> TASK REQUIREMENTS
Lift out all lines below that contain "writeln".
START SUPPLIED INFORMATION
//! Sentiment lexicon: an immutable word → weight table.
//!
//! Loaded once per worker from a `word<TAB>score` file. When the file is
//! missing, unreadable or has no usable entries, the built-in
//! [`FALLBACK_LEXICON`] is used instead, so a [`Lexicon`] is never empty.

use crate::utils;
use anyhow::{Context, Result};
use fnv::FnvHashMap;
use std::fs::File;
use std::io::{BufRead, BufReader};
use std::path::{Path, PathBuf};
use tracing::{debug, info, warn};

/// Words and weights used when no lexicon file can be loaded.
pub const FALLBACK_LEXICON: &[(&str, f64)] = &[
    ("good", 2.0),
    ("great", 3.0),
    ("excellent", 3.0),
    ("happy", 2.0),
    ("love", 3.0),
    ("wonderful", 3.0),
    ("joy", 2.0),
    ("success", 2.0),
    ("beautiful", 2.0),
    ("best", 3.0),
    ("bad", -2.0),
    ("awful", -3.0),
    ("terrible", -3.0),
    ("sad", -2.0),
    ("hate", -3.0),
    ("poor", -2.0),
    ("fail", -2.0),
    ("failure", -2.0),
    ("worst", -3.0),
    ("angry", -2.0),
    // modifiers
    ("very", 0.5),
    ("not", -1.0),
    ("no", -1.0),
];

/// Where the entries of a [`Lexicon`] came from.
#[derive(Debug, Clone, PartialEq, Eq)]
pub enum LexiconSource {
    File(PathBuf),
    Reader,
    Builtin,
}

#[derive(Debug, Clone)]
pub struct Lexicon {
    scores: FnvHashMap<String, f64>,
    source: LexiconSource,
}

impl Default for Lexicon {
    fn default() -> Self {
        Self::builtin()
    }
}

impl Lexicon {
    /// The built-in fallback table.
    pub fn builtin() -> Self {
        let scores = FALLBACK_LEXICON
            .iter()
            .map(|&(word, score)| (word.to_string(), score))
            .collect();
        Self {
            scores,
            source: LexiconSource::Builtin,
        }
    }

    /// Builds a lexicon from explicit entries. Words are lowercased and
    /// non-finite weights are ignored.
    pub fn from_entries<I, S>(entries: I) -> Self
    where
        I: IntoIterator<Item = (S, f64)>,
        S: AsRef<str>,
    {
        let scores = entries
            .into_iter()
            .filter(|(_, score)| score.is_finite())
            .map(|(word, score)| (word.as_ref().trim().to_lowercase(), score))
            .collect();
        Self {
            scores,
            source: LexiconSource::Reader,
        }
    }

    /// Parses `word<TAB>score` lines. Malformed lines, including lines that
    /// are not UTF-8, are skipped with a warning; only I/O errors are returned.
    pub fn from_reader<R: BufRead>(reader: R) -> Result<Self> {
        let mut scores = FnvHashMap::default();
        for entry in utils::utf8_lines(reader, "lexicon") {
            let (line_no, line) = entry?;
            if line.trim().is_empty() {
                continue;
            }
            match parse_entry(&line) {
                Some((word, score)) => {
                    scores.insert(word, score);
                }
                None => warn!(line = line_no, "skipping malformed lexicon entry: {:?}", line),
            }
        }
        Ok(Self {
            scores,
            source: LexiconSource::Reader,
        })
    }

    /// Reads a lexicon file. The file is closed before this returns.
    pub fn open(path: &Path) -> Result<Self> {
        let file = File::open(path)
            .with_context(|| format!("failed to open lexicon {}", path.display()))?;
        let mut lexicon = Self::from_reader(BufReader::new(file))
            .with_context(|| format!("failed to read lexicon {}", path.display()))?;
        lexicon.source = LexiconSource::File(path.to_path_buf());
        Ok(lexicon)
    }

    /// Loads the lexicon at `source`, falling back to [`Lexicon::builtin`]
    /// when there is no source, it cannot be read, or it has no entries.
    pub fn load(source: Option<&Path>) -> Self {
        let Some(path) = source else {
            debug!("no lexicon configured, using built-in table");
            return Self::builtin();
        };
        match Self::open(path) {
            Ok(lexicon) if !lexicon.is_empty() => {
                info!(path = %path.display(), entries = lexicon.len(), "loaded sentiment lexicon");
                lexicon
            }
            Ok(_) => {
                warn!(
                    path = %path.display(),
                    "lexicon has no usable entries, using built-in table"
                );
                Self::builtin()
            }
            Err(err) => {
                warn!("{:#}; using built-in table", err);
                Self::builtin()
            }
        }
    }

    /// The weight of `word`, case-insensitively. Unknown words score `0.0`.
    pub fn score(&self, word: &str) -> f64 {
        let score = if word.chars().any(char::is_uppercase) {
            self.scores.get(&word.to_lowercase())
        } else {
            self.scores.get(word)
        };
        score.copied().unwrap_or(0.0)
    }

    pub fn len(&self) -> usize {
        self.scores.len()
    }

    pub fn is_empty(&self) -> bool {
        self.scores.is_empty()
    }

    pub fn source(&self) -> &LexiconSource {
        &self.source
    }

    pub fn is_fallback(&self) -> bool {
        self.source == LexiconSource::Builtin
    }
}

fn parse_entry(line: &str) -> Option<(String, f64)> {
    let (word, score) = line.split_once('\t')?;
    if score.contains('\t') {
        return None;
    }
    let word = word.trim().to_lowercase();
    let score: f64 = score.trim().parse().ok()?;
    (!word.is_empty() && score.is_finite()).then_some((word, score))
}

#[cfg(test)]
mod tests {
    use super::*;
    use proptest::prelude::*;
    use std::io::{Cursor, Write};

    #[test]
    fn parses_tab_separated_entries_and_skips_bad_lines() {
        let input = "abandon\t-2\nGreat\t3.5\nno-tab-here\nfoo\tbar\nx\t1\t2\n\nbig\tinf\n";
        let lexicon = Lexicon::from_reader(Cursor::new(input)).unwrap();
        assert_eq!(lexicon.len(), 2);
        assert_eq!(lexicon.score("abandon"), -2.0);
        assert_eq!(lexicon.score("great"), 3.5);
        assert_eq!(lexicon.score("foo"), 0.0);
        assert_eq!(lexicon.score("big"), 0.0);
    }

    #[test]
    fn lookup_is_case_insensitive() {
        let lexicon = Lexicon::builtin();
        assert_eq!(lexicon.score("GREAT"), 3.0);
        assert_eq!(lexicon.score("Worst"), -3.0);
        assert_eq!(lexicon.score("whale"), 0.0);
    }

    #[test]
    fn builtin_table_is_complete() {
        let lexicon = Lexicon::builtin();
        assert_eq!(lexicon.len(), 23);
        assert!(lexicon.is_fallback());
        assert_eq!(lexicon.score("very"), 0.5);
        assert_eq!(lexicon.score("not"), -1.0);
    }

    #[test]
    fn load_falls_back_when_source_is_missing() {
        assert!(Lexicon::load(None).is_fallback());
        let missing = Lexicon::load(Some(Path::new("/definitely/not/here/afinn.txt")));
        assert!(missing.is_fallback());
        assert_eq!(missing.score("great"), 3.0);
    }

    #[test]
    fn load_falls_back_when_file_has_no_entries() {
        let mut file = tempfile::NamedTempFile::new().unwrap();
        writeln!(file, "garbage line").unwrap();
        assert!(Lexicon::load(Some(file.path())).is_fallback());
    }

    #[test]
    fn load_reads_file() {
        let mut file = tempfile::NamedTempFile::new().unwrap();
        writeln!(file, "whale\t1.5").unwrap();
        writeln!(file, "storm\t-2").unwrap();
        let lexicon = Lexicon::load(Some(file.path()));
        assert_eq!(lexicon.source(), &LexiconSource::File(file.path().to_path_buf()));
        assert_eq!(lexicon.score("whale"), 1.5);
        assert_eq!(lexicon.score("great"), 0.0);
    }

    #[test]
    fn latin1_line_does_not_discard_the_file() {
        let mut file = tempfile::NamedTempFile::new().unwrap();
        file.write_all(b"whale\t1.5\ncaf\xe9\t2\nstorm\t-2\n").unwrap();
        let lexicon = Lexicon::load(Some(file.path()));
        assert!(!lexicon.is_fallback());
        assert_eq!(lexicon.len(), 2);
        assert_eq!(lexicon.score("whale"), 1.5);
        assert_eq!(lexicon.score("storm"), -2.0);
    }

    proptest! {
        #[test]
        fn score_is_total_and_finite(word in "\\PC{0,24}") {
            let score = Lexicon::builtin().score(&word);
            prop_assert!(score.is_finite());
        }
    }
}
END SUPPLIED INFORMATION
> RESULT OF THE TASK
        writeln!(file, "garbage line").unwrap();
        writeln!(file, "whale\t1.5").unwrap();
        writeln!(file, "storm\t-2").unwrap();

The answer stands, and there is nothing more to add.